*** DATA FOR THE TASK Section Begins ***

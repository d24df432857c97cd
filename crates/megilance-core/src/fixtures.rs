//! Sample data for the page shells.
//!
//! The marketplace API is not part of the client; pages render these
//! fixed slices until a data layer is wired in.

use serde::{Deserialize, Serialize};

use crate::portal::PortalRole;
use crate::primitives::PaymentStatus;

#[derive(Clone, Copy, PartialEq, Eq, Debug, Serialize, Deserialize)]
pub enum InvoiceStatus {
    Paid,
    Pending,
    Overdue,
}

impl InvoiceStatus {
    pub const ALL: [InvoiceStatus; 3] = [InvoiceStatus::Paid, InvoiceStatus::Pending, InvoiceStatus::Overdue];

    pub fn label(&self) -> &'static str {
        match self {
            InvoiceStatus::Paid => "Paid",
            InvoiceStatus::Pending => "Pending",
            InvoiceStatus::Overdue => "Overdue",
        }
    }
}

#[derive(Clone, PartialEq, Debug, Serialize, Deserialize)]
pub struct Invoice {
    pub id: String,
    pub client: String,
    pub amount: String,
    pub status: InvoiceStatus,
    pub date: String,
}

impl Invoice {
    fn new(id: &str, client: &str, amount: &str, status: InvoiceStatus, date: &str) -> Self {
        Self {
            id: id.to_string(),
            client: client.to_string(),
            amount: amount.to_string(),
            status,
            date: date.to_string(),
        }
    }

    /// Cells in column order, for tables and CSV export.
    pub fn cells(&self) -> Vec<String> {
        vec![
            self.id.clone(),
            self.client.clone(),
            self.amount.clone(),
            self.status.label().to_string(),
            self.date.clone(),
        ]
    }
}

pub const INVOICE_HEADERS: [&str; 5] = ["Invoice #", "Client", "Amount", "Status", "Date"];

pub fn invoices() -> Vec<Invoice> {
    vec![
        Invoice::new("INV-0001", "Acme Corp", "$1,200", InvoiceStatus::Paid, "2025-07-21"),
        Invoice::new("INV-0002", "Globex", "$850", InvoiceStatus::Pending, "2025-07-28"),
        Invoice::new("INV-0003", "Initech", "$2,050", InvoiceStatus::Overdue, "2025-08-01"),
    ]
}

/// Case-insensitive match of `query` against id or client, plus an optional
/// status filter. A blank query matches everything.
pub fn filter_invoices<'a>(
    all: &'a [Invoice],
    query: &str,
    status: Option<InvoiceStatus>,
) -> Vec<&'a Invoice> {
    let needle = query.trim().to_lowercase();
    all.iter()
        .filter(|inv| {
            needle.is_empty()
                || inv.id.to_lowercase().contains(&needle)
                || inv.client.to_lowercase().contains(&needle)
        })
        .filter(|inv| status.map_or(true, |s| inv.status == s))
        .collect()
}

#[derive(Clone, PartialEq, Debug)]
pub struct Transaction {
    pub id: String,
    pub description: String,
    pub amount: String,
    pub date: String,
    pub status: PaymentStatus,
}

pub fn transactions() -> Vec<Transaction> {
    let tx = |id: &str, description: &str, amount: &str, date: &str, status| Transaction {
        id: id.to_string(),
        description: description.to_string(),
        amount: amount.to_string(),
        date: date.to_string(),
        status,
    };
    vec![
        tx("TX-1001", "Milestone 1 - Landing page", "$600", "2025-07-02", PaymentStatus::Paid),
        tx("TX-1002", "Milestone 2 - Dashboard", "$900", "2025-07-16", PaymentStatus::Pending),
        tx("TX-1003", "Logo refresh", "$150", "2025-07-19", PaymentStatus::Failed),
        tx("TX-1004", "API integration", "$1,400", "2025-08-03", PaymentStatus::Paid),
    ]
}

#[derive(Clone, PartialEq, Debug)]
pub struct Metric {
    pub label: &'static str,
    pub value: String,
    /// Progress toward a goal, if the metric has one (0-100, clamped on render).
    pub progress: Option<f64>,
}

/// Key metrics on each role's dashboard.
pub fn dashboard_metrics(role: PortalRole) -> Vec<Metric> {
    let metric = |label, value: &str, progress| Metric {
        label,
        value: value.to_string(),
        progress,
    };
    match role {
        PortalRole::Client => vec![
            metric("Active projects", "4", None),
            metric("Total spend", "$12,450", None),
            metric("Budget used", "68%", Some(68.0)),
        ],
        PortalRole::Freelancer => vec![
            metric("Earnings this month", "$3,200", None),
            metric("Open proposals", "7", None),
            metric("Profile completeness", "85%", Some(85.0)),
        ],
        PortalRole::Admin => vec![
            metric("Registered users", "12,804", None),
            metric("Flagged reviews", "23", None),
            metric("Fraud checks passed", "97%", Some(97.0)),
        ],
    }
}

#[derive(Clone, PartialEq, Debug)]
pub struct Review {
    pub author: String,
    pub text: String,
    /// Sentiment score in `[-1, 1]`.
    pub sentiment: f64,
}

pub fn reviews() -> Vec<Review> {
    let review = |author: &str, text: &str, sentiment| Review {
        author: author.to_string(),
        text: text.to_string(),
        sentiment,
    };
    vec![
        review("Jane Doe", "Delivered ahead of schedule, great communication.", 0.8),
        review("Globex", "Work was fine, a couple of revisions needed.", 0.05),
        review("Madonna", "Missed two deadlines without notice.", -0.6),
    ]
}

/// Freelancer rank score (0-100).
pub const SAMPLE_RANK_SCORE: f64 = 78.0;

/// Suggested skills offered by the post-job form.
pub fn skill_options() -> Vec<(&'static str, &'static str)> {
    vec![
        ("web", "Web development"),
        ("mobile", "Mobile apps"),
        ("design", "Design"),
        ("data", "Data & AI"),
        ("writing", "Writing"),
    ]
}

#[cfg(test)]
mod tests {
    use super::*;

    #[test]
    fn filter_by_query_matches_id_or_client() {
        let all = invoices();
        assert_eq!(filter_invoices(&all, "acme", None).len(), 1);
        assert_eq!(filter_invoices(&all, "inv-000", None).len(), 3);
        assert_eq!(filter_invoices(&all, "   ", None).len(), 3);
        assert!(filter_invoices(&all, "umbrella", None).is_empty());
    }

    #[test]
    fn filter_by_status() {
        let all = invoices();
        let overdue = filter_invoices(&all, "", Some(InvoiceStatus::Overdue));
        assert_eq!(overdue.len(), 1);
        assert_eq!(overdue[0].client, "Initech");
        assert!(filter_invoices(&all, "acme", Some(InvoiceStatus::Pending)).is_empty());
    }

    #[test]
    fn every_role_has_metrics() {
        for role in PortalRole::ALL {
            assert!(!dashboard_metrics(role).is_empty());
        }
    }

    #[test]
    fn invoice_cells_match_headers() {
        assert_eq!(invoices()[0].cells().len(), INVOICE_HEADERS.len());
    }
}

*** DATA FOR THE TASK Section Ends ***

EXERCISE DESCRIPTION: Quote, word for word, every line from the top of the entries through the line that holds "use crate::primitives::PaymentStatus;".

EXERCISE RESULT:
repository d24df432857c97cd
filename crates/megilance-core/src/fixtures.rs
//! Sample data for the page shells.
//!
//! The marketplace API is not part of the client; pages render these
//! fixed slices until a data layer is wired in.

use serde::{Deserialize, Serialize};

use crate::portal::PortalRole;
use crate::primitives::PaymentStatus;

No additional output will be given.